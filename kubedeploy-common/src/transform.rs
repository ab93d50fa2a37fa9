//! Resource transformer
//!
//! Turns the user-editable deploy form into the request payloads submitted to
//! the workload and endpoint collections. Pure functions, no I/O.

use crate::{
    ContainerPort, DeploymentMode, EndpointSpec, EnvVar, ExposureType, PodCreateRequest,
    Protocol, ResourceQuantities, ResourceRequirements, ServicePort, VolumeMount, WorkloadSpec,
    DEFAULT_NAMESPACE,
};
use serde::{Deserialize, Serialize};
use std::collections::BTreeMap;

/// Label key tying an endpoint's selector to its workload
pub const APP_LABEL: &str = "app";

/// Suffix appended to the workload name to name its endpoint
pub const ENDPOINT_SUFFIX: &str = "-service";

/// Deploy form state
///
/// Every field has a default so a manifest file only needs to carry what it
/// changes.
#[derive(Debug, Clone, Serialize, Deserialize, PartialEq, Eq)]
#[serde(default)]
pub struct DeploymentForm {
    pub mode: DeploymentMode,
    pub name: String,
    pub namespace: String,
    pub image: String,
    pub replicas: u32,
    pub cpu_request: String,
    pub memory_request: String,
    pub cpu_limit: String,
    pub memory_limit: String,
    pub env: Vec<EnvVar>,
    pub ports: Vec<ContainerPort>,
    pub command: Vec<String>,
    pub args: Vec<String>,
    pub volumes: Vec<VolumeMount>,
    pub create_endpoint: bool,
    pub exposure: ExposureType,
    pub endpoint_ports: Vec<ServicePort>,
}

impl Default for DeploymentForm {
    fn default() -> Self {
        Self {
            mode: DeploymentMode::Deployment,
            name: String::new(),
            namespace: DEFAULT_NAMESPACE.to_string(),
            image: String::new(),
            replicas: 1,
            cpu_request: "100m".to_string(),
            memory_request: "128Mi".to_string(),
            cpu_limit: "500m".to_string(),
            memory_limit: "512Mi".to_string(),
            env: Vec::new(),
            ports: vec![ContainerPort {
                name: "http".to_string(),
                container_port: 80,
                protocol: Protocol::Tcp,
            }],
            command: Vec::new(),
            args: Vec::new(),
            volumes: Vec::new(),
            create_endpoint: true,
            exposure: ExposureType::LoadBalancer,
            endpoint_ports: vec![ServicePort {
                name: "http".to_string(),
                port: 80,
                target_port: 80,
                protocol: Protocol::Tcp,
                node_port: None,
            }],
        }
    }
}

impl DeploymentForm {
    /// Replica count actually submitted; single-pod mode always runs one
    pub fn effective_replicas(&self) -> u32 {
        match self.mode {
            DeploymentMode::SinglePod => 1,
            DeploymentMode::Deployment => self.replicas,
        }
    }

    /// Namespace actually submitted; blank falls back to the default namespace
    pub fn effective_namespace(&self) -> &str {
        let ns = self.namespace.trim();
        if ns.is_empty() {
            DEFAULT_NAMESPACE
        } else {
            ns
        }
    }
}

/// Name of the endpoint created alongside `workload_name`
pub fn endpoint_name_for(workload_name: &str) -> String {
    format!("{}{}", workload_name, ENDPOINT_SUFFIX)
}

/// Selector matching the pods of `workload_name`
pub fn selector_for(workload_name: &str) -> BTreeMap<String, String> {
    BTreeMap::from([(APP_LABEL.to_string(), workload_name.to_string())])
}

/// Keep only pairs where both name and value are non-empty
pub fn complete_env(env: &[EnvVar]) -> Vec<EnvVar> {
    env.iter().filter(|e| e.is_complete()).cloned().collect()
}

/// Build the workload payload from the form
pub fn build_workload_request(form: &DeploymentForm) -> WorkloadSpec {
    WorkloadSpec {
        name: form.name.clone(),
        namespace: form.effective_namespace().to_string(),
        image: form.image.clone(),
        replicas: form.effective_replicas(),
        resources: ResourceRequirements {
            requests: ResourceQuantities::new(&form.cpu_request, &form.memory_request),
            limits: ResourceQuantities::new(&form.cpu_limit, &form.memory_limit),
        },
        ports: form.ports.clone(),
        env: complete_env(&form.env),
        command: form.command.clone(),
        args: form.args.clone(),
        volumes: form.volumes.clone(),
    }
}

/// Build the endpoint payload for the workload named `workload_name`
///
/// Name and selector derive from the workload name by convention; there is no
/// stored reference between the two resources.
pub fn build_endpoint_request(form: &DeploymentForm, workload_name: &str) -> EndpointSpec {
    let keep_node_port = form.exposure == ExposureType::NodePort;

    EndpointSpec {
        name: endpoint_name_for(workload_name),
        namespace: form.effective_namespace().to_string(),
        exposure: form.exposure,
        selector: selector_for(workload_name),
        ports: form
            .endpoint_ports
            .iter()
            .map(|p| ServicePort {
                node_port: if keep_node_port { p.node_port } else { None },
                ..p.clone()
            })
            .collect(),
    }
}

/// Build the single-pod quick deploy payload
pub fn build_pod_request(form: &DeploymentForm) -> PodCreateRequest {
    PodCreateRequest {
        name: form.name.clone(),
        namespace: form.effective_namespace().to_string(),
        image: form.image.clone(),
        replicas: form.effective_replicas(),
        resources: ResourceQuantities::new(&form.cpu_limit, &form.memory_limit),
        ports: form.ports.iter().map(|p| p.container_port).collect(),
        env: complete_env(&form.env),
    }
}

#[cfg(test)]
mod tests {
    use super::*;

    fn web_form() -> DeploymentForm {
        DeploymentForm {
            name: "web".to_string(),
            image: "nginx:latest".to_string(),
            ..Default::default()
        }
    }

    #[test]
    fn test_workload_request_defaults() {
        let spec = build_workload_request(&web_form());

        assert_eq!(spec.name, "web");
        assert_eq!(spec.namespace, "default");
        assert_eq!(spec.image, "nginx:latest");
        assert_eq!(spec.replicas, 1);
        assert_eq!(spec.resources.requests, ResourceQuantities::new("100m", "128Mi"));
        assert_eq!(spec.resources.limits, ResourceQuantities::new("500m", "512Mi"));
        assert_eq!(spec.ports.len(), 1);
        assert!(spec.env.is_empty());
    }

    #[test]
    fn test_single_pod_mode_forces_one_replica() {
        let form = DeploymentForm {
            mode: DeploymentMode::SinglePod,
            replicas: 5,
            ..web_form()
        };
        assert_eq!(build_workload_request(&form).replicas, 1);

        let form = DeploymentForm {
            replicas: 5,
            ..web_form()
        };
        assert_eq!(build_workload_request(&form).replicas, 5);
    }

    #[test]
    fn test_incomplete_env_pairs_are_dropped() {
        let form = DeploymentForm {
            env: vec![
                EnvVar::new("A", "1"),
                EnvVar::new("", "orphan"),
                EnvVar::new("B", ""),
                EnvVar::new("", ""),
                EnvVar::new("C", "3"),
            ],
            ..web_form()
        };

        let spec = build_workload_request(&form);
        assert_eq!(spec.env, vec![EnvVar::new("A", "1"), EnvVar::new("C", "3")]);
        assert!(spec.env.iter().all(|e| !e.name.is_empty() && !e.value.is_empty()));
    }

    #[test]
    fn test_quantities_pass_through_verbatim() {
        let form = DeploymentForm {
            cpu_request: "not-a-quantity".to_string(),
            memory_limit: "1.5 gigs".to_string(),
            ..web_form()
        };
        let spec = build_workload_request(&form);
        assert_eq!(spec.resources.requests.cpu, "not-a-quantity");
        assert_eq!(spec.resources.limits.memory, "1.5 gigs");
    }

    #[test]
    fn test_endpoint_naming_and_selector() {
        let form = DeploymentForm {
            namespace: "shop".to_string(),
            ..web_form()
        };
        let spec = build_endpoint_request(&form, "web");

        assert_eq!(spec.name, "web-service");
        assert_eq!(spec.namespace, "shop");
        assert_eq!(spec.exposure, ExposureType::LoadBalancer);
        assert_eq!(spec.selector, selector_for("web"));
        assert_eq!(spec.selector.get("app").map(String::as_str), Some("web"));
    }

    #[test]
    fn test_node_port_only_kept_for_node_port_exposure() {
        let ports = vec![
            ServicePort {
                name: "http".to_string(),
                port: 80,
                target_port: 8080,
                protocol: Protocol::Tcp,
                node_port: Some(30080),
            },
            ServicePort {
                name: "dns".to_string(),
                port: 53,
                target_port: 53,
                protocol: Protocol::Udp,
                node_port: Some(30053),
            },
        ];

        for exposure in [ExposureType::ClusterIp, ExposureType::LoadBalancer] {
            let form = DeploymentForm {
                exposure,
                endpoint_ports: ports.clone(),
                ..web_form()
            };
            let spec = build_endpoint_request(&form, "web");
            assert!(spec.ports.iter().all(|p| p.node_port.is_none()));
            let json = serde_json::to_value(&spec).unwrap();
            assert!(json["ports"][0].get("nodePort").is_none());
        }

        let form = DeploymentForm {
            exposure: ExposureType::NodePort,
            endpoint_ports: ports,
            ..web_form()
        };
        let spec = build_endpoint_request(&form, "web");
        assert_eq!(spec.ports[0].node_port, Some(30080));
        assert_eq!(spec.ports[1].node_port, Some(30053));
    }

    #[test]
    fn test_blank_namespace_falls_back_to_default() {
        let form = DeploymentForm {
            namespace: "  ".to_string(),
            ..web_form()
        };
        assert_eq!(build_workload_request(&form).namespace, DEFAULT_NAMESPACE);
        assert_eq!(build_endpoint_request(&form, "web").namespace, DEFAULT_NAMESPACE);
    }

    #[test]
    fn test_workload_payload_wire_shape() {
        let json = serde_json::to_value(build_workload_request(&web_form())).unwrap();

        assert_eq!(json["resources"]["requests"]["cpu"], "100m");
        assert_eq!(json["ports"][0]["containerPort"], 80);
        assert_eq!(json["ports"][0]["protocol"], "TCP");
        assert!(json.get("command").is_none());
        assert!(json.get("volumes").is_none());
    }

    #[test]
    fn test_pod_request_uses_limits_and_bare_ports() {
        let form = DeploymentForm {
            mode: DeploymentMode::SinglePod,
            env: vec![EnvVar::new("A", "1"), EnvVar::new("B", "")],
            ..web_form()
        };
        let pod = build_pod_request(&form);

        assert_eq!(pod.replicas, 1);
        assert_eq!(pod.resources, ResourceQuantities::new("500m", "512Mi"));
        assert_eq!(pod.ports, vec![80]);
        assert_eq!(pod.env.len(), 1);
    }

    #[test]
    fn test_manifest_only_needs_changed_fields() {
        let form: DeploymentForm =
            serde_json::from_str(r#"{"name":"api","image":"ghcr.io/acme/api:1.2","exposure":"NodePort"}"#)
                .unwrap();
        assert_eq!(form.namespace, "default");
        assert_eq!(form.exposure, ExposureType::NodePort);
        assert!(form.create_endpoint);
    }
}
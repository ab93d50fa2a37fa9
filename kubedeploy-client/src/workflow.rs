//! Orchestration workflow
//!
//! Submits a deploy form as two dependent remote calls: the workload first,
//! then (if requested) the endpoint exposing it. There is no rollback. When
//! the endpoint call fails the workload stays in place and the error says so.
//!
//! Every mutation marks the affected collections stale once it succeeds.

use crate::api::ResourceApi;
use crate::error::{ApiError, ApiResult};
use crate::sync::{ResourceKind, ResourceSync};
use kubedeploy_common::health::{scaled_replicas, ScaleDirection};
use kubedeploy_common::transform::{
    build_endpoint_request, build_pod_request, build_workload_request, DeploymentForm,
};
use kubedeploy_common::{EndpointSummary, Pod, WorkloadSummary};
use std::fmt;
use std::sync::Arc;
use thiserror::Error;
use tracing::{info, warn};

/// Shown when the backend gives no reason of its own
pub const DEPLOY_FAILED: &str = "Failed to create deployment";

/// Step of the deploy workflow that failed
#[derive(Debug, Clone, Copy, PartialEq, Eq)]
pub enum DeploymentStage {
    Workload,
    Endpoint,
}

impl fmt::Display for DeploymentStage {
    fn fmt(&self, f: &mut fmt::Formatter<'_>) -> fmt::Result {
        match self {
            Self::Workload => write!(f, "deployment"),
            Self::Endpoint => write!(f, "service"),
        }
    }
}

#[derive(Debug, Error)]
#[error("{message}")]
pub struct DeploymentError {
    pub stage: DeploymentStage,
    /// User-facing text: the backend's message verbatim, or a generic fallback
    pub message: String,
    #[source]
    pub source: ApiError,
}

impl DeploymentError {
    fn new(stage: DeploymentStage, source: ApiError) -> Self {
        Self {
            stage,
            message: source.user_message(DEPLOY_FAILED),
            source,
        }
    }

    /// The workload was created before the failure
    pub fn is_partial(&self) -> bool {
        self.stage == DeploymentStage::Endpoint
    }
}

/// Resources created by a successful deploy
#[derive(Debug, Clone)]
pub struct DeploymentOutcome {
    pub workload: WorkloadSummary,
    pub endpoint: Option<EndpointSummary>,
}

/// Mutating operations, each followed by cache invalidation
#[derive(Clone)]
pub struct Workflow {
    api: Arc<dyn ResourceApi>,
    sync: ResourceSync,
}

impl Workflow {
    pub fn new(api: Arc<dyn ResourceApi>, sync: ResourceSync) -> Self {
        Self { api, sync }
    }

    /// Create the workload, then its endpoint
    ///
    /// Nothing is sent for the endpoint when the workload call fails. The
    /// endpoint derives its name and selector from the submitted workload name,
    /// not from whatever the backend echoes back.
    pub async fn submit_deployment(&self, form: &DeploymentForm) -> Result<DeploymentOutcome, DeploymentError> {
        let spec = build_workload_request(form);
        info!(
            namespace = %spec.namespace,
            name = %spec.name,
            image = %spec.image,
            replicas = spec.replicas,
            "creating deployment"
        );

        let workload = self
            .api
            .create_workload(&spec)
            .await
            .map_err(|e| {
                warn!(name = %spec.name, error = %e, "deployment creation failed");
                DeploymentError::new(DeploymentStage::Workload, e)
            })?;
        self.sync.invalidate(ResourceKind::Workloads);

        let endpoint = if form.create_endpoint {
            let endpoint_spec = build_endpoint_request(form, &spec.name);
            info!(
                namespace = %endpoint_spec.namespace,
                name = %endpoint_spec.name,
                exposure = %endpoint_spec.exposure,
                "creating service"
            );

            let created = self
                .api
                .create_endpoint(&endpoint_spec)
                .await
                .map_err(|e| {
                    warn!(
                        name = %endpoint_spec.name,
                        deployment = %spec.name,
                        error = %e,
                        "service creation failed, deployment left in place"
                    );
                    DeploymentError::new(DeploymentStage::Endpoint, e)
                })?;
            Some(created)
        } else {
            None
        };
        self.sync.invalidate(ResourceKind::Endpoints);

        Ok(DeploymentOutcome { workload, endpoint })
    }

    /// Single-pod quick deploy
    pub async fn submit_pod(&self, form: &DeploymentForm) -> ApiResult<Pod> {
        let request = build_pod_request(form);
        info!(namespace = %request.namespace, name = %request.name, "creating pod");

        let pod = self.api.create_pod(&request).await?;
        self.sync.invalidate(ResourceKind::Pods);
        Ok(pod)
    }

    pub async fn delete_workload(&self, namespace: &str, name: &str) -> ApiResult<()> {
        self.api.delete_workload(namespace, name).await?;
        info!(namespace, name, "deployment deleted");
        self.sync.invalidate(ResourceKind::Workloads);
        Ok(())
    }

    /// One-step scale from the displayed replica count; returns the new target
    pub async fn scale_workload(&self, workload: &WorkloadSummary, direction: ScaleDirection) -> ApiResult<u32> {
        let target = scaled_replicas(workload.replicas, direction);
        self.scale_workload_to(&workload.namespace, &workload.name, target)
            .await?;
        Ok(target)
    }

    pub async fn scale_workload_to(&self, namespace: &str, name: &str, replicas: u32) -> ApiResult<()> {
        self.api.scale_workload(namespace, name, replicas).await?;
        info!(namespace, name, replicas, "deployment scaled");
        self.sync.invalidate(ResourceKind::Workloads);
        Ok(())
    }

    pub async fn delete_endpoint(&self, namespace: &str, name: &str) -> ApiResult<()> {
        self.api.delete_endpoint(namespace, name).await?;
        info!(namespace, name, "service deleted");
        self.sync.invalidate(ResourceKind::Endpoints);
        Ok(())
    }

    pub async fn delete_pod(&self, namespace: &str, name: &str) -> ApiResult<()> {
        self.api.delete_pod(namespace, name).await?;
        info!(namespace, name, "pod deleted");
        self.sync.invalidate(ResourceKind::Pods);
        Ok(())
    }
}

┄┄┄┄┄┄┄┄┄┄

* _What the task requires_: Reproduce, word for word and in full, only the lines above that start at the line with "endpoint derives its" and run through the line with "info!(namespace = %request.namespace, name", both ends included.

* _Expected answer_:
    /// endpoint derives its name and selector from the submitted workload name,
    /// not from whatever the backend echoes back.
    pub async fn submit_deployment(&self, form: &DeploymentForm) -> Result<DeploymentOutcome, DeploymentError> {
        let spec = build_workload_request(form);
        info!(
            namespace = %spec.namespace,
            name = %spec.name,
            image = %spec.image,
            replicas = spec.replicas,
            "creating deployment"
        );

        let workload = self
            .api
            .create_workload(&spec)
            .await
            .map_err(|e| {
                warn!(name = %spec.name, error = %e, "deployment creation failed");
                DeploymentError::new(DeploymentStage::Workload, e)
            })?;
        self.sync.invalidate(ResourceKind::Workloads);

        let endpoint = if form.create_endpoint {
            let endpoint_spec = build_endpoint_request(form, &spec.name);
            info!(
                namespace = %endpoint_spec.namespace,
                name = %endpoint_spec.name,
                exposure = %endpoint_spec.exposure,
                "creating service"
            );

            let created = self
                .api
                .create_endpoint(&endpoint_spec)
                .await
                .map_err(|e| {
                    warn!(
                        name = %endpoint_spec.name,
                        deployment = %spec.name,
                        error = %e,
                        "service creation failed, deployment left in place"
                    );
                    DeploymentError::new(DeploymentStage::Endpoint, e)
                })?;
            Some(created)
        } else {
            None
        };
        self.sync.invalidate(ResourceKind::Endpoints);

        Ok(DeploymentOutcome { workload, endpoint })
    }

    /// Single-pod quick deploy
    pub async fn submit_pod(&self, form: &DeploymentForm) -> ApiResult<Pod> {
        let request = build_pod_request(form);
        info!(namespace = %request.namespace, name = %request.name, "creating pod");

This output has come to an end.